■ **How to complete this task**
Among the entries that follow, the required portion opens with the line containing "load_config_from(app, &configs::default_path())" and closes with the line containing "pub fn load_config_from(app: App, path: &str)". Give that portion again exactly, and nothing else.

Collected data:
════════════════════
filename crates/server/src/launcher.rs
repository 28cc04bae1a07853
//! Process entry shared by the service binaries: logging, panic hook,
//! runtime sizing and exit codes.

use std::process::ExitCode;

use dotenvy::dotenv;
use tracing::{error, info};
use uuid::Uuid;

use crate::startup::{self, App};

pub fn launch(app: App) -> ExitCode {
    let service = app.name();
    // .env first so RUST_LOG and friends apply
    dotenv().ok();

    let cfg = startup::load_config(app);
    let log_format = cfg.as_ref().map(|c| c.server.log_format).unwrap_or_default();
    common::utils::logging::init_logging(log_format);
    info!(service, event = "logger_init", "tracing subscriber initialized");

    let cfg = match cfg {
        Ok(cfg) => cfg,
        Err(e) => {
            error!(service, event = "config_invalid", error = %e, "invalid configuration");
            return ExitCode::FAILURE;
        }
    };

    let service_id = Uuid::new_v4();
    let pid = std::process::id();
    let version = env!("CARGO_PKG_VERSION");

    std::panic::set_hook(Box::new(move |info| {
        error!(service, event = "panic", %service_id, pid, message = %info, "unhandled panic occurred");
    }));

    let worker_threads = cfg.server.worker_threads;
    let mut builder = tokio::runtime::Builder::new_multi_thread();
    builder.enable_all();
    if let Some(w) = worker_threads {
        builder.worker_threads(w);
    }
    let rt = match builder.build() {
        Ok(rt) => rt,
        Err(e) => {
            error!(service, event = "runtime_build_failed", error = %e, "failed to build tokio runtime");
            return ExitCode::FAILURE;
        }
    };

    info!(
        service,
        event = "start",
        %service_id,
        pid,
        version,
        threads = worker_threads.unwrap_or_default(),
        "service starting"
    );

    // Ctrl+C is handled inside `run` via graceful shutdown.
    match rt.block_on(startup::run(app, cfg)) {
        Ok(()) => {
            info!(service, event = "stop", %service_id, pid, "service stopped");
            ExitCode::SUCCESS
        }
        Err(e) => {
            error!(service, event = "run_failed", error = %e, "service exited with error");
            ExitCode::FAILURE
        }
    }
}
//! Entities, patch types and database wiring shared by the services.

pub mod errors;
pub mod db;
pub mod patch;
pub mod validation;
pub mod order;
pub mod student;
pub mod lesson;

#[cfg(test)]
mod tests;
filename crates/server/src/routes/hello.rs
use axum::{extract::Path, routing::get, Json, Router};

use common::types::Message;

pub async fn root() -> Json<Message> {
    Json(Message::new("Hello World"))
}

pub async fn greet(Path(name): Path<String>) -> Json<Message> {
    Json(Message::new(format!("Hello {name}")))
}

pub fn router() -> Router {
    Router::new()
        .route("/", get(root))
        .route("/hello/:name", get(greet))
}
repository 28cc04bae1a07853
//! Typed HTTP client for the restaurant order API.

use models::order::{Order, OrderPatch};
use reqwest::{Response, Url};
use serde::de::DeserializeOwned;
use tracing::debug;

use crate::types::{ErrorBody, Message};
use crate::CoreError;

#[derive(Clone, Debug)]
pub struct OrderClient {
    http: reqwest::Client,
    base_url: Url,
}

impl OrderClient {
    pub fn new(base_url: &str) -> Result<Self, CoreError> {
        let base_url = Url::parse(base_url).map_err(|e| CoreError::Parse(e.to_string()))?;
        Ok(Self { http: reqwest::Client::new(), base_url })
    }

    pub fn from_config(cfg: &configs::ClientConfig) -> Result<Self, CoreError> {
        Self::new(&cfg.base_url)
    }

    /// `base/orders/<code>`; an empty code yields the collection path `base/orders/`.
    fn orders_url(&self, code: &str) -> Result<Url, CoreError> {
        let mut url = self.base_url.clone();
        url.path_segments_mut()
            .map_err(|_| CoreError::Parse(format!("{} cannot be a base url", self.base_url)))?
            .pop_if_empty()
            .extend(["orders", code]);
        Ok(url)
    }

    pub async fn create(&self, order: &Order) -> Result<Order, CoreError> {
        let url = self.orders_url("")?;
        debug!(%url, order_code = %order.order_code, "POST order");
        let resp = self.http.post(url).json(order).send().await.map_err(network)?;
        decode(resp).await
    }

    pub async fn list(&self) -> Result<Vec<Order>, CoreError> {
        let resp = self.http.get(self.orders_url("")?).send().await.map_err(network)?;
        decode(resp).await
    }

    pub async fn get(&self, order_code: &str) -> Result<Order, CoreError> {
        let resp = self.http.get(self.orders_url(order_code)?).send().await.map_err(network)?;
        decode(resp).await
    }

    pub async fn update(&self, order_code: &str, patch: &OrderPatch) -> Result<Order, CoreError> {
        let url = self.orders_url(order_code)?;
        debug!(%url, fields = ?patch.supplied_fields(), "PUT order");
        let resp = self.http.put(url).json(patch).send().await.map_err(network)?;
        decode(resp).await
    }

    pub async fn delete(&self, order_code: &str) -> Result<String, CoreError> {
        let resp = self.http.delete(self.orders_url(order_code)?).send().await.map_err(network)?;
        decode::<Message>(resp).await.map(|m| m.message)
    }
}

fn network(e: reqwest::Error) -> CoreError {
    CoreError::Network(e.to_string())
}

async fn decode<T: DeserializeOwned>(resp: Response) -> Result<T, CoreError> {
    let status = resp.status();
    if status.is_success() {
        return resp.json::<T>().await.map_err(|e| CoreError::Parse(e.to_string()));
    }
    let message = match resp.json::<ErrorBody>().await {
        Ok(body) => body.message,
        Err(_) => status.canonical_reason().unwrap_or("unknown error").to_string(),
    };
    Err(CoreError::Api { status: status.as_u16(), message })
}
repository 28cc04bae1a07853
use axum::extract::rejection::{JsonRejection, PathRejection};
use axum::http::StatusCode;
use axum::response::{IntoResponse, Response};
use axum::Json;
use tracing::error;

use common::types::ErrorBody;
use service::errors::ServiceError;

/// JSON error response: `{"error": kind, "message": detail}`.
#[derive(Debug)]
pub struct JsonApiError {
    pub status: StatusCode,
    pub error: &'static str,
    pub message: String,
}

impl JsonApiError {
    pub fn new(status: StatusCode, error: &'static str, message: impl Into<String>) -> Self {
        Self { status, error, message: message.into() }
    }
}

impl From<ServiceError> for JsonApiError {
    fn from(e: ServiceError) -> Self {
        let status = match &e {
            ServiceError::Validation(_) | ServiceError::Conflict(_) => StatusCode::BAD_REQUEST,
            ServiceError::NotFound(_) => StatusCode::NOT_FOUND,
            ServiceError::Db(_) => StatusCode::INTERNAL_SERVER_ERROR,
        };
        Self::new(status, e.kind(), e.detail())
    }
}

// Malformed bodies are validation errors (400), not axum's default 422.
impl From<JsonRejection> for JsonApiError {
    fn from(r: JsonRejection) -> Self {
        Self::new(StatusCode::BAD_REQUEST, "validation", r.body_text())
    }
}

// Unparsable path segments such as `/students/abc`.
impl From<PathRejection> for JsonApiError {
    fn from(r: PathRejection) -> Self {
        Self::new(StatusCode::BAD_REQUEST, "validation", r.body_text())
    }
}

impl IntoResponse for JsonApiError {
    fn into_response(self) -> Response {
        if self.status.is_server_error() {
            error!(status = %self.status, error = self.error, message = %self.message, "request failed");
        }
        let body = ErrorBody { error: self.error.to_string(), message: self.message };
        (self.status, Json(body)).into_response()
    }
}

#[cfg(test)]
mod tests {
    use super::*;

    #[test]
    fn service_errors_map_to_status() {
        let cases = [
            (ServiceError::Validation("No fields to update".into()), StatusCode::BAD_REQUEST),
            (ServiceError::Conflict("Customer ID already exists".into()), StatusCode::BAD_REQUEST),
            (ServiceError::not_found("Order"), StatusCode::NOT_FOUND),
            (ServiceError::Db("disk I/O error".into()), StatusCode::INTERNAL_SERVER_ERROR),
        ];
        for (e, status) in cases {
            assert_eq!(JsonApiError::from(e).status, status);
        }
    }

    #[test]
    fn not_found_message_is_plain() {
        let e = JsonApiError::from(ServiceError::not_found("Order"));
        assert_eq!(e.error, "not_found");
        assert_eq!(e.message, "Order not found");
    }
}
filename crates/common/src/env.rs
//! Environment/runtime helpers
//!
//! Sanity checks to ensure expected directories exist at startup.

use tracing::warn;

/// Warn when an optional static asset directory is missing.
pub async fn ensure_assets(assets_dir: &str) {
    if tokio::fs::metadata(assets_dir).await.is_err() {
        warn!(%assets_dir, "assets directory not found; static assets may 404");
    }
}

/// Create the directory holding a SQLite file URL such as
/// `sqlite://./data/app.db?mode=rwc`. In-memory URLs are left alone.
pub async fn ensure_sqlite_parent(url: &str) -> anyhow::Result<()> {
    let Some(path) = sqlite_path(url) else { return Ok(()) };
    if let Some(parent) = std::path::Path::new(path).parent() {
        if !parent.as_os_str().is_empty() {
            tokio::fs::create_dir_all(parent)
                .await
                .map_err(|e| anyhow::anyhow!("cannot create {}: {e}", parent.display()))?;
        }
    }
    Ok(())
}

fn sqlite_path(url: &str) -> Option<&str> {
    let rest = url.strip_prefix("sqlite://").or_else(|| url.strip_prefix("sqlite:"))?;
    let path = rest.split('?').next().unwrap_or(rest);
    if path.is_empty() || path.contains(":memory:") {
        return None;
    }
    Some(path)
}
//! Create `orders` table.
//!
//! `order_code` is the primary key; `customer_id` carries its own unique
//! constraint.
use sea_orm_migration::{prelude::*, schema::*};

#[derive(DeriveMigrationName)]
pub struct Migration;

#[async_trait::async_trait]
impl MigrationTrait for Migration {
    async fn up(&self, manager: &SchemaManager) -> Result<(), DbErr> {
        manager
            .create_table(
                Table::create()
                    .table(Orders::Table)
                    .if_not_exists()
                    .col(string(Orders::OrderCode).primary_key())
                    .col(string(Orders::FoodName).not_null())
                    .col(string(Orders::CustomerName).not_null())
                    .col(string(Orders::CustomerSurname).not_null())
                    .col(string(Orders::CustomerId).unique_key().not_null())
                    .col(string(Orders::DeliveryAddress).not_null())
                    .col(string(Orders::PaymentMethod).not_null())
                    .to_owned(),
            )
            .await
    }

    async fn down(&self, manager: &SchemaManager) -> Result<(), DbErr> {
        manager.drop_table(Table::drop().table(Orders::Table).to_owned()).await
    }
}

#[derive(DeriveIden)]
enum Orders {
    Table,
    OrderCode,
    FoodName,
    CustomerName,
    CustomerSurname,
    CustomerId,
    DeliveryAddress,
    PaymentMethod,
}
use server::App;

fn main() -> std::process::ExitCode {
    server::launch(App::Hello)
}
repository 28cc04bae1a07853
use thiserror::Error;

#[derive(Debug, Error)]
pub enum ModelError {
    #[error("validation error: {0}")]
    Validation(String),
}
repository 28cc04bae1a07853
use std::io;
use tracing_subscriber::{fmt, EnvFilter};

use configs::LogFormat;

/// Initialize tracing subscriber with sensible defaults and stdout writer.
/// - Respects `RUST_LOG` if set
/// - Falls back to `info,tower_http=info,axum=info`
pub fn init_logging_default() {
    let env_filter = EnvFilter::try_from_default_env()
        .unwrap_or_else(|_| EnvFilter::new("info,tower_http=info,axum=info"));
    let _ = fmt()
        .with_env_filter(env_filter)
        .with_target(false)
        .compact()
        .with_writer(io::stdout)
        .try_init();
}

/// Initialize tracing subscriber with JSON structured output.
/// - Respects `RUST_LOG` if set, defaults to `info,service=debug`
pub fn init_logging_json() {
    // store-level events are at debug; RUST_LOG=info hides them
    let env_filter = EnvFilter::try_from_default_env()
        .unwrap_or_else(|_| EnvFilter::new("info,service=debug"));
    let _ = fmt()
        .with_env_filter(env_filter)
        .with_target(false)
        .json()
        .with_writer(io::stdout)
        .try_init();
}

pub fn init_logging(format: LogFormat) {
    match format {
        LogFormat::Compact => init_logging_default(),
        LogFormat::Json => init_logging_json(),
    }
}
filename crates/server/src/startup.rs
use std::{net::SocketAddr, path::Path};

use axum::Router;
use configs::AppConfig;
use sea_orm::DatabaseConnection;
use tokio::net::TcpListener;
use tower_http::cors::CorsLayer;
use tracing::{info, warn};

use crate::routes;
use crate::state::{RestaurantState, UniversityState};

/// Directory holding the restaurant landing page images.
pub const ASSETS_DIR: &str = "images";

/// The three services shipped by this workspace.
#[derive(Debug, Clone, Copy, PartialEq, Eq)]
pub enum App {
    Hello,
    University,
    Restaurant,
}

impl App {
    pub fn name(self) -> &'static str {
        match self {
            App::Hello => "hello",
            App::University => "university",
            App::Restaurant => "restaurant",
        }
    }

    /// SQLite file name used when neither `database.url` nor `database.name`
    /// is set. `None` for services without a database.
    fn default_db_name(self) -> Option<&'static str> {
        match self {
            App::Hello => None,
            App::Restaurant => Some("restaurant"),
            App::University => Some("university"),
        }
    }
}

fn build_cors() -> CorsLayer {
    CorsLayer::very_permissive()
}

/// Config file at `CONFIG_PATH` (default `config.toml`), or the environment
/// when that file does not exist; validated.
pub fn load_config(app: App) -> anyhow::Result<AppConfig> {
    load_config_from(app, &configs::default_path())
}

/// A file that exists but does not parse is an error, never an env fallback.
pub fn load_config_from(app: App, path: &str) -> anyhow::Result<AppConfig> {
    let mut cfg = configs::load_optional(path)?.unwrap_or_else(AppConfig::from_env);
    if cfg.database.url.trim().is_empty() && cfg.database.name.is_none() {
        cfg.database.name = app.default_db_name().map(str::to_string);
    }
    if app == App::Hello {
        cfg.normalize_and_validate_without_database()?;
    } else {
        cfg.normalize_and_validate()?;
    }
    Ok(cfg)
}

async fn open_database(cfg: &configs::DatabaseConfig) -> anyhow::Result<DatabaseConnection> {
    common::env::ensure_sqlite_parent(&cfg.url).await?;
    let db = models::db::connect_with_config(cfg).await?;
    models::db::migrate(&db).await?;
    info!(url = %cfg.url, "database ready");
    Ok(db)
}

/// Build the router for `app`, opening and migrating its database when it has one.
pub async fn build_app(app: App, cfg: &AppConfig) -> anyhow::Result<Router> {
    let cors = build_cors();
    let router = match app {
        App::Hello => routes::build_hello_router(cors),
        App::University => {
            let db = open_database(&cfg.database).await?;
            routes::build_university_router(UniversityState::seaorm(db), cors)
        }
        App::Restaurant => {
            common::env::ensure_assets(ASSETS_DIR).await;
            let db = open_database(&cfg.database).await?;
            routes::build_restaurant_router(RestaurantState::seaorm(db), Path::new(ASSETS_DIR), cors)
        }
    };
    Ok(router)
}

fn bind_addr(cfg: &configs::ServerConfig) -> anyhow::Result<SocketAddr> {
    Ok(format!("{}:{}", cfg.host, cfg.port).parse()?)
}

async fn shutdown_signal() {
    if let Err(e) = tokio::signal::ctrl_c().await {
        warn!(error = %e, "failed to listen for Ctrl+C");
        std::future::pending::<()>().await;
    }
    info!("received Ctrl+C, shutting down");
}

/// Serve `app` until Ctrl+C.
pub async fn run(app: App, cfg: AppConfig) -> anyhow::Result<()> {
    let router = build_app(app, &cfg).await?;
    let addr = bind_addr(&cfg.server)?;
    let listener = TcpListener::bind(addr).await?;
    info!(%addr, service = app.name(), "listening");
    axum::serve(listener, router)
        .with_graceful_shutdown(shutdown_signal())
        .await?;
    Ok(())
}

#[cfg(test)]
mod tests {
    use super::*;

    #[test]
    fn bind_addr_from_config() {
        let s = configs::ServerConfig { host: "0.0.0.0".into(), port: 8001, ..Default::default() };
        assert_eq!(bind_addr(&s).unwrap().to_string(), "0.0.0.0:8001");
    }

    fn write_config(content: &str) -> std::path::PathBuf {
        let path = std::env::temp_dir().join(format!("startup-{}.toml", uuid::Uuid::new_v4()));
        std::fs::write(&path, content).unwrap();
        path
    }

    #[test]
    fn default_database_per_app() {
        assert_eq!(App::University.default_db_name(), Some("university"));
        assert_eq!(App::Restaurant.default_db_name(), Some("restaurant"));
        assert_eq!(App::Hello.default_db_name(), None);
    }

    #[test]
    fn unparsable_config_file_is_an_error() {
        let path = write_config("[server]\nport = \"not a number\"\n\n[database]\nurl = \"sqlite://./custom.db\"\n");
        let res = load_config_from(App::Restaurant, path.to_str().unwrap());
        std::fs::remove_file(&path).ok();
        assert!(res.is_err());
    }

    #[test]
    fn config_file_database_url_is_used() {
        let path = write_config("[server]\nhost = \"127.0.0.1\"\nport = 8100\n\n[database]\nurl = \"sqlite://./custom.db\"\n");
        let res = load_config_from(App::Restaurant, path.to_str().unwrap());
        std::fs::remove_file(&path).ok();
        let cfg = res.unwrap();
        assert_eq!(cfg.database.url, "sqlite://./custom.db");
        assert_eq!(cfg.server.port, 8100);
    }

    #[test]
    fn hello_loads_without_database_settings() {
        let path = write_config("[server]\nhost = \"127.0.0.1\"\nport = 8100\n");
        let res = load_config_from(App::Hello, path.to_str().unwrap());
        std::fs::remove_file(&path).ok();
        assert_eq!(res.unwrap().server.port, 8100);
    }

    #[tokio::test]
    async fn hello_app_needs_no_database() -> anyhow::Result<()> {
        let cfg = AppConfig {
            database: configs::DatabaseConfig { url: "postgres://unused".into(), ..Default::default() },
            ..Default::default()
        };
        build_app(App::Hello, &cfg).await?;
        Ok(())
    }
}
════════════════════
■ **Result of the task**
    load_config_from(app, &configs::default_path())
}

/// A file that exists but does not parse is an error, never an env fallback.
pub fn load_config_from(app: App, path: &str) -> anyhow::Result<AppConfig> {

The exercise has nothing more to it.